In [5]:
%load_ext autoreload
%autoreload 2

The autoreload extension is already loaded. To reload it, use:
  %reload_ext autoreload


In [28]:
from datasets import load_dataset
import torch
from utils.translation_transformer import TransformerConfig

DEVICE = torch.device(
    "cuda"
    if torch.cuda.is_available()
    else "mps" if torch.backends.mps.is_available() else "cpu"
)
print(f"Using device: {DEVICE}")


ds = load_dataset("wmt/wmt14", "de-en")

vocab_size = 40_000
vocab_path = "./data/bpe_tokenizer_40k.json"

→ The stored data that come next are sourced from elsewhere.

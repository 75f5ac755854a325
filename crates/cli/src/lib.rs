use std::path::{Path, PathBuf};

use anyhow::{Context, Result};
use clap::{Args, Parser, Subcommand, ValueEnum};
use fostering_gateway::{CaseService, GatewayConfig, JsonFileFieldStore};
use fostering_protocol::{
    serialize_json, FosteringCase, Section, SectionStatus, SectionUpdate, Workflow,
    CASE_VIEW_SCHEMA_VERSION,
};
use serde::Serialize;

#[derive(Parser)]
#[command(name = "fostering")]
#[command(about = "Read and update fostering cases held as CRM custom fields", long_about = None)]
#[command(version)]
pub struct Cli {
    #[command(subcommand)]
    command: Commands,

    /// Gateway configuration file (TOML)
    #[arg(long, global = true)]
    config: Option<PathBuf>,

    /// Enable verbose logging
    #[arg(short, long, global = true)]
    verbose: bool,

    /// Quiet mode: log only warnings/errors (stdout is reserved for JSON)
    #[arg(long, global = true)]
    quiet: bool,
}

#[derive(Subcommand)]
enum Commands {
    /// Print the structured view of a case
    Decode(DecodeArgs),

    /// Apply a section update payload and print the resulting status
    Update(UpdateArgs),

    /// Print the JSON schema of the case view
    Schema,
}

#[derive(Args)]
struct DecodeArgs {
    /// JSON field store file
    #[arg(long)]
    store: PathBuf,

    /// Case reference
    #[arg(long = "case")]
    case_reference: String,
}

#[derive(Args)]
struct UpdateArgs {
    /// JSON field store file
    #[arg(long)]
    store: PathBuf,

    /// Workflow stage doing the write
    #[arg(long, value_enum)]
    workflow: WorkflowArg,

    /// Section update payload (JSON, tagged with "section")
    #[arg(long)]
    payload: PathBuf,
}

#[derive(Clone, Copy, ValueEnum)]
enum WorkflowArg {
    HomeVisit,
    Application,
}

impl From<WorkflowArg> for Workflow {
    fn from(arg: WorkflowArg) -> Self {
        match arg {
            WorkflowArg::HomeVisit => Workflow::HomeVisit,
            WorkflowArg::Application => Workflow::Application,
        }
    }
}

#[derive(Serialize)]
struct DecodeOutput {
    schema_version: u32,
    case: FosteringCase,
}

#[derive(Serialize)]
struct UpdateOutput {
    section: Section,
    status: SectionStatus,
}

pub async fn main_entry() -> Result<()> {
    let cli = Cli::parse();
    init_logging(&cli);

    let config = load_config(cli.config.as_deref())?;
    match cli.command {
        Commands::Decode(args) => run_decode(args, config).await,
        Commands::Update(args) => run_update(args, config).await,
        Commands::Schema => run_schema(),
    }
}

fn init_logging(cli: &Cli) {
    let mut builder =
        env_logger::Builder::from_env(env_logger::Env::default().default_filter_or("info"));
    if cli.quiet {
        builder.filter_level(log::LevelFilter::Warn);
    } else if cli.verbose {
        builder.filter_level(log::LevelFilter::Debug);
    }
    builder.target(env_logger::Target::Stderr).init();
}

fn load_config(path: Option<&Path>) -> Result<GatewayConfig> {
    match path {
        Some(path) => GatewayConfig::load(path)
            .with_context(|| format!("Failed to load config {}", path.display())),
        None => Ok(GatewayConfig::default()),
    }
}

async fn run_decode(args: DecodeArgs, config: GatewayConfig) -> Result<()> {
    let service = CaseService::new(JsonFileFieldStore::new(args.store), config);
    let case = service
        .get_case(&args.case_reference)
        .await
        .with_context(|| format!("Failed to decode case {}", args.case_reference))?;

    println!(
        "{}",
        serialize_json(&DecodeOutput {
            schema_version: CASE_VIEW_SCHEMA_VERSION,
            case,
        })?
    );
    Ok(())
}

async fn run_update(args: UpdateArgs, config: GatewayConfig) -> Result<()> {
    let raw = std::fs::read_to_string(&args.payload)
        .with_context(|| format!("Failed to read payload {}", args.payload.display()))?;
    let update: SectionUpdate = serde_json::from_str(&raw)
        .with_context(|| format!("Invalid section payload {}", args.payload.display()))?;

    let service = CaseService::new(JsonFileFieldStore::new(args.store), config);
    let status = service
        .update_section(args.workflow.into(), &update)
        .await
        .context("Failed to apply section update")?;

    println!(
        "{}",
        serialize_json(&UpdateOutput {
            section: update.section(),
            status,
        })?
    );
    Ok(())
}

fn run_schema() -> Result<()> {
    let schema = schemars::schema_for!(FosteringCase);
    println!("{}", serde_json::to_string_pretty(&schema)?);
    Ok(())
}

training_samples = len(ds["train"])
batch_size = 64
dataset_max_sample_len = 50

sharedVocab = True
# bpe_v3_ep12
configMid = TransformerConfig(
    d_model=512,
    nhead=8,
    num_encoder_layers=4,
    num_decoder_layers=4,
    dim_feedforward=2048,
    dropout=0.1,
    max_len=dataset_max_sample_len+2,  # +2 for BOS and EOS tokens
)
# base model according to the paper 'Attention is all you need'
# big_3.8770loss
configBig = TransformerConfig(
    d_model=512,
    nhead=8,
    num_encoder_layers=6,
    num_decoder_layers=6,
    dim_feedforward=2048,
    dropout=0.1,
    max_len=150,
)

# training
num_steps = 20_000
warmup_steps = 2_000
eval_iters = 10
patience = 1_000

label_smoothing = 0.1

# optimizer
start_lr = 3e-4
betas = (0.9, 0.98)
epsilon = 1e-9

Using device: mps


In [47]:
from tokenizers import Tokenizer as HFTokenizer, decoders
from tokenizers.models import BPE
from tokenizers.trainers import BpeTrainer
from tokenizers.pre_tokenizers import Metaspace
from tokenizers.processors import TemplateProcessing
from utils.tokenization_vocab import HFTokenizerWrapper, Tokenizer, BPETokenizer
from pathlib import Path

bpe_tokenizer = HFTokenizer(BPE(unk_token=Tokenizer.UNK_TOKEN))
trainer = BpeTrainer(
    special_tokens=[
        Tokenizer.PAD_TOKEN,
        Tokenizer.SOS_TOKEN,
        Tokenizer.EOS_TOKEN,
        Tokenizer.UNK_TOKEN,
    ],
    vocab_size=vocab_size,
    show_progress=True,
)

bpe_tokenizer.pre_tokenizer = Metaspace()
bpe_tokenizer.decoder = decoders.Metaspace()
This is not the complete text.